**DESCRIPTION OF THE TASK:** All entries shown below must be given again word for word.

Stored data
········
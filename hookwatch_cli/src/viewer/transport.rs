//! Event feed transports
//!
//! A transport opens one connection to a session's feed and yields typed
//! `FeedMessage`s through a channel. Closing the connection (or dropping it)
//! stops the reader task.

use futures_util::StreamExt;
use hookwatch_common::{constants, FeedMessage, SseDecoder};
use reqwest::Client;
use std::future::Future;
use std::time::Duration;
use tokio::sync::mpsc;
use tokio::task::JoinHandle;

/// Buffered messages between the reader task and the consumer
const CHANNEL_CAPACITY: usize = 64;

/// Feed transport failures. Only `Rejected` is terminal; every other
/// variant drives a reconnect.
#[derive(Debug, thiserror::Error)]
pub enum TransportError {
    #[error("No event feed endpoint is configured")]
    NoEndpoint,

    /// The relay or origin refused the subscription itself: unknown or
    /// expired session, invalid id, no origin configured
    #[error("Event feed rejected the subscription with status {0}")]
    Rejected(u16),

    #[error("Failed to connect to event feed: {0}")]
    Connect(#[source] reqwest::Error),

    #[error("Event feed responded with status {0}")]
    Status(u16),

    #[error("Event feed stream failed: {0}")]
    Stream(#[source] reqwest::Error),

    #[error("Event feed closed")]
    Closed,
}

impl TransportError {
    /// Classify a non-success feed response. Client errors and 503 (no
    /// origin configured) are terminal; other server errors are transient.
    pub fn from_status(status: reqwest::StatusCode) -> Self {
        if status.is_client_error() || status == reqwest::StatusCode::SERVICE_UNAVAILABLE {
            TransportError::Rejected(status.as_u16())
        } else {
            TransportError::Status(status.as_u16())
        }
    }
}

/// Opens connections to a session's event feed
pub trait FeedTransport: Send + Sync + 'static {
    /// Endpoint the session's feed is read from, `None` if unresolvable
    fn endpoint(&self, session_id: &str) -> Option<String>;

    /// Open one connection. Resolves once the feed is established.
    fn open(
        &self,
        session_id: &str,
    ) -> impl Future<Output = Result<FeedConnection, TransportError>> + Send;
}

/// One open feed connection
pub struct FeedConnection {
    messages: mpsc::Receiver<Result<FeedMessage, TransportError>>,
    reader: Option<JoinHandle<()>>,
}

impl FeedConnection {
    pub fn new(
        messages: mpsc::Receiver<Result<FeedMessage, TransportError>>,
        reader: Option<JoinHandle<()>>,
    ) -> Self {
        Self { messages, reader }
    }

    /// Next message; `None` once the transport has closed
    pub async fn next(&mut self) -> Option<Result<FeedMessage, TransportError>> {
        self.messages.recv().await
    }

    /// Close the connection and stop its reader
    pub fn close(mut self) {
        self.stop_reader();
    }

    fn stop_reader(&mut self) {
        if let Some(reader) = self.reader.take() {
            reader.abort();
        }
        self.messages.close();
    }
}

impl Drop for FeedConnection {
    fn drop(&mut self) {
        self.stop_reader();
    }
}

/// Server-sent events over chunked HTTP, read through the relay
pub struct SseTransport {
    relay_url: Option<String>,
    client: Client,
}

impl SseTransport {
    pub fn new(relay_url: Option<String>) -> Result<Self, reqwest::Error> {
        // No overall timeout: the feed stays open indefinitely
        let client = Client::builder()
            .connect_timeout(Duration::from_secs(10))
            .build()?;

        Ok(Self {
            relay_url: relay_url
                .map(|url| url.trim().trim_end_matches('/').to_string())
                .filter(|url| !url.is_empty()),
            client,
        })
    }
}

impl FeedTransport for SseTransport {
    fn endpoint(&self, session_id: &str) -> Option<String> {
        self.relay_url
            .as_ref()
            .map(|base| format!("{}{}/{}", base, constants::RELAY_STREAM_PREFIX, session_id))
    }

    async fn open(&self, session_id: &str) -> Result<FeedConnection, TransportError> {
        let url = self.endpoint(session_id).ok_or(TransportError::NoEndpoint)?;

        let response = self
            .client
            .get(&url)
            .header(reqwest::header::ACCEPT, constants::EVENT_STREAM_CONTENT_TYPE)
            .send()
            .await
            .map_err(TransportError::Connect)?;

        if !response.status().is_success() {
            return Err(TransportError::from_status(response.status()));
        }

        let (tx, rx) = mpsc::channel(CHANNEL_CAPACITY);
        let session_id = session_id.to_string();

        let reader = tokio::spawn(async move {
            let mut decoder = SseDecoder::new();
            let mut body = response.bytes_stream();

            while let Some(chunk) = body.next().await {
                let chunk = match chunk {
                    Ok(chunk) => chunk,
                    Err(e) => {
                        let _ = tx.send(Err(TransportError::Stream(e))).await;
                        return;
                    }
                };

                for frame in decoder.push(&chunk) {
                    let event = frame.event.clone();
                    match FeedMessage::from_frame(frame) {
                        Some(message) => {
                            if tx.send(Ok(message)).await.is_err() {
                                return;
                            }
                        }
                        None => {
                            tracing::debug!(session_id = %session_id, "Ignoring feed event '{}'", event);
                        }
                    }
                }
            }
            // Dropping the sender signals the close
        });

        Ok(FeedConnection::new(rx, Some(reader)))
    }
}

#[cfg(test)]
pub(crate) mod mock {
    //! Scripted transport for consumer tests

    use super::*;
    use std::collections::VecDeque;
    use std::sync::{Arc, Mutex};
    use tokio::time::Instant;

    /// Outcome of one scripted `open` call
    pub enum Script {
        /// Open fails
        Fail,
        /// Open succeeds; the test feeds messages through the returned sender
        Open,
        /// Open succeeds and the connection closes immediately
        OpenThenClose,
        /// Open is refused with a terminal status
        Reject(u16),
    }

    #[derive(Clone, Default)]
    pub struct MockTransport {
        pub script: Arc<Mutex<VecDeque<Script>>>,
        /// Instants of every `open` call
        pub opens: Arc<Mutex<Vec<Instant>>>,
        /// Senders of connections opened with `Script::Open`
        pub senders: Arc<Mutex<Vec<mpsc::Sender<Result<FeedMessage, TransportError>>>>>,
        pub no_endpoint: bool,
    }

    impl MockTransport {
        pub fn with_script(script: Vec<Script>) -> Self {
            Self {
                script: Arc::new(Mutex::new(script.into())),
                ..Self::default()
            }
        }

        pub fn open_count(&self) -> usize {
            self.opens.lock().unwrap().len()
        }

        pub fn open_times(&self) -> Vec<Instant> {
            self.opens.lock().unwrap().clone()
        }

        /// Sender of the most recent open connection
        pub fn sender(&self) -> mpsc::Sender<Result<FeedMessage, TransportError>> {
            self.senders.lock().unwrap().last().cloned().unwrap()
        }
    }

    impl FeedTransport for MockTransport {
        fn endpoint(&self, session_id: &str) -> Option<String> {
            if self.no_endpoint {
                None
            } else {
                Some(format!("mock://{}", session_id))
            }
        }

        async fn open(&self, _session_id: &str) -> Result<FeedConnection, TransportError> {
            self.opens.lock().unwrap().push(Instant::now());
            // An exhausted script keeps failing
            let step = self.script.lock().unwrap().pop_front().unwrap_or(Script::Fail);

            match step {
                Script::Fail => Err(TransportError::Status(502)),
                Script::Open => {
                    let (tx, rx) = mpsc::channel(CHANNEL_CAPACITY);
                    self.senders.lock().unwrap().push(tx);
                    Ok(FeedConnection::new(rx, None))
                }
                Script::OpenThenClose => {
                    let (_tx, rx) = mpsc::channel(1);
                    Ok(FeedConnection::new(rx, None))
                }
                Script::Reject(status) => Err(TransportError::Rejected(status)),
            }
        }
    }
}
········
**RESPONSE FOR THIS EXERCISE:**
filename hookwatch_cli/src/viewer/transport.rs
//! Event feed transports
//!
//! A transport opens one connection to a session's feed and yields typed
//! `FeedMessage`s through a channel. Closing the connection (or dropping it)
//! stops the reader task.

use futures_util::StreamExt;
use hookwatch_common::{constants, FeedMessage, SseDecoder};
use reqwest::Client;
use std::future::Future;
use std::time::Duration;
use tokio::sync::mpsc;
use tokio::task::JoinHandle;

/// Buffered messages between the reader task and the consumer
const CHANNEL_CAPACITY: usize = 64;

/// Feed transport failures. Only `Rejected` is terminal; every other
/// variant drives a reconnect.
#[derive(Debug, thiserror::Error)]
pub enum TransportError {
    #[error("No event feed endpoint is configured")]
    NoEndpoint,

    /// The relay or origin refused the subscription itself: unknown or
    /// expired session, invalid id, no origin configured
    #[error("Event feed rejected the subscription with status {0}")]
    Rejected(u16),

    #[error("Failed to connect to event feed: {0}")]
    Connect(#[source] reqwest::Error),

    #[error("Event feed responded with status {0}")]
    Status(u16),

    #[error("Event feed stream failed: {0}")]
    Stream(#[source] reqwest::Error),

    #[error("Event feed closed")]
    Closed,
}

impl TransportError {
    /// Classify a non-success feed response. Client errors and 503 (no
    /// origin configured) are terminal; other server errors are transient.
    pub fn from_status(status: reqwest::StatusCode) -> Self {
        if status.is_client_error() || status == reqwest::StatusCode::SERVICE_UNAVAILABLE {
            TransportError::Rejected(status.as_u16())
        } else {
            TransportError::Status(status.as_u16())
        }
    }
}

/// Opens connections to a session's event feed
pub trait FeedTransport: Send + Sync + 'static {
    /// Endpoint the session's feed is read from, `None` if unresolvable
    fn endpoint(&self, session_id: &str) -> Option<String>;

    /// Open one connection. Resolves once the feed is established.
    fn open(
        &self,
        session_id: &str,
    ) -> impl Future<Output = Result<FeedConnection, TransportError>> + Send;
}

/// One open feed connection
pub struct FeedConnection {
    messages: mpsc::Receiver<Result<FeedMessage, TransportError>>,
    reader: Option<JoinHandle<()>>,
}

impl FeedConnection {
    pub fn new(
        messages: mpsc::Receiver<Result<FeedMessage, TransportError>>,
        reader: Option<JoinHandle<()>>,
    ) -> Self {
        Self { messages, reader }
    }

    /// Next message; `None` once the transport has closed
    pub async fn next(&mut self) -> Option<Result<FeedMessage, TransportError>> {
        self.messages.recv().await
    }

    /// Close the connection and stop its reader
    pub fn close(mut self) {
        self.stop_reader();
    }

    fn stop_reader(&mut self) {
        if let Some(reader) = self.reader.take() {
            reader.abort();
        }
        self.messages.close();
    }
}

impl Drop for FeedConnection {
    fn drop(&mut self) {
        self.stop_reader();
    }
}

/// Server-sent events over chunked HTTP, read through the relay
pub struct SseTransport {
    relay_url: Option<String>,
    client: Client,
}

impl SseTransport {
    pub fn new(relay_url: Option<String>) -> Result<Self, reqwest::Error> {
        // No overall timeout: the feed stays open indefinitely
        let client = Client::builder()
            .connect_timeout(Duration::from_secs(10))
            .build()?;

        Ok(Self {
            relay_url: relay_url
                .map(|url| url.trim().trim_end_matches('/').to_string())
                .filter(|url| !url.is_empty()),
            client,
        })
    }
}

impl FeedTransport for SseTransport {
    fn endpoint(&self, session_id: &str) -> Option<String> {
        self.relay_url
            .as_ref()
            .map(|base| format!("{}{}/{}", base, constants::RELAY_STREAM_PREFIX, session_id))
    }

    async fn open(&self, session_id: &str) -> Result<FeedConnection, TransportError> {
        let url = self.endpoint(session_id).ok_or(TransportError::NoEndpoint)?;

        let response = self
            .client
            .get(&url)
            .header(reqwest::header::ACCEPT, constants::EVENT_STREAM_CONTENT_TYPE)
            .send()
            .await
            .map_err(TransportError::Connect)?;

        if !response.status().is_success() {
            return Err(TransportError::from_status(response.status()));
        }

        let (tx, rx) = mpsc::channel(CHANNEL_CAPACITY);
        let session_id = session_id.to_string();

        let reader = tokio::spawn(async move {
            let mut decoder = SseDecoder::new();
            let mut body = response.bytes_stream();

            while let Some(chunk) = body.next().await {
                let chunk = match chunk {
                    Ok(chunk) => chunk,
                    Err(e) => {
                        let _ = tx.send(Err(TransportError::Stream(e))).await;
                        return;
                    }
                };

                for frame in decoder.push(&chunk) {
                    let event = frame.event.clone();
                    match FeedMessage::from_frame(frame) {
                        Some(message) => {
                            if tx.send(Ok(message)).await.is_err() {
                                return;
                            }
                        }
                        None => {
                            tracing::debug!(session_id = %session_id, "Ignoring feed event '{}'", event);
                        }
                    }
                }
            }
            // Dropping the sender signals the close
        });

        Ok(FeedConnection::new(rx, Some(reader)))
    }
}

#[cfg(test)]
pub(crate) mod mock {
    //! Scripted transport for consumer tests

    use super::*;
    use std::collections::VecDeque;
    use std::sync::{Arc, Mutex};
    use tokio::time::Instant;

    /// Outcome of one scripted `open` call
    pub enum Script {
        /// Open fails
        Fail,
        /// Open succeeds; the test feeds messages through the returned sender
        Open,
        /// Open succeeds and the connection closes immediately
        OpenThenClose,
        /// Open is refused with a terminal status
        Reject(u16),
    }

    #[derive(Clone, Default)]
    pub struct MockTransport {
        pub script: Arc<Mutex<VecDeque<Script>>>,
        /// Instants of every `open` call
        pub opens: Arc<Mutex<Vec<Instant>>>,
        /// Senders of connections opened with `Script::Open`
        pub senders: Arc<Mutex<Vec<mpsc::Sender<Result<FeedMessage, TransportError>>>>>,
        pub no_endpoint: bool,
    }

    impl MockTransport {
        pub fn with_script(script: Vec<Script>) -> Self {
            Self {
                script: Arc::new(Mutex::new(script.into())),
                ..Self::default()
            }
        }

        pub fn open_count(&self) -> usize {
            self.opens.lock().unwrap().len()
        }

        pub fn open_times(&self) -> Vec<Instant> {
            self.opens.lock().unwrap().clone()
        }

        /// Sender of the most recent open connection
        pub fn sender(&self) -> mpsc::Sender<Result<FeedMessage, TransportError>> {
            self.senders.lock().unwrap().last().cloned().unwrap()
        }
    }

    impl FeedTransport for MockTransport {
        fn endpoint(&self, session_id: &str) -> Option<String> {
            if self.no_endpoint {
                None
            } else {
                Some(format!("mock://{}", session_id))
            }
        }

        async fn open(&self, _session_id: &str) -> Result<FeedConnection, TransportError> {
            self.opens.lock().unwrap().push(Instant::now());
            // An exhausted script keeps failing
            let step = self.script.lock().unwrap().pop_front().unwrap_or(Script::Fail);

            match step {
                Script::Fail => Err(TransportError::Status(502)),
                Script::Open => {
                    let (tx, rx) = mpsc::channel(CHANNEL_CAPACITY);
                    self.senders.lock().unwrap().push(tx);
                    Ok(FeedConnection::new(rx, None))
                }
                Script::OpenThenClose => {
                    let (_tx, rx) = mpsc::channel(1);
                    Ok(FeedConnection::new(rx, None))
                }
                Script::Reject(status) => Err(TransportError::Rejected(status)),
            }
        }
    }
}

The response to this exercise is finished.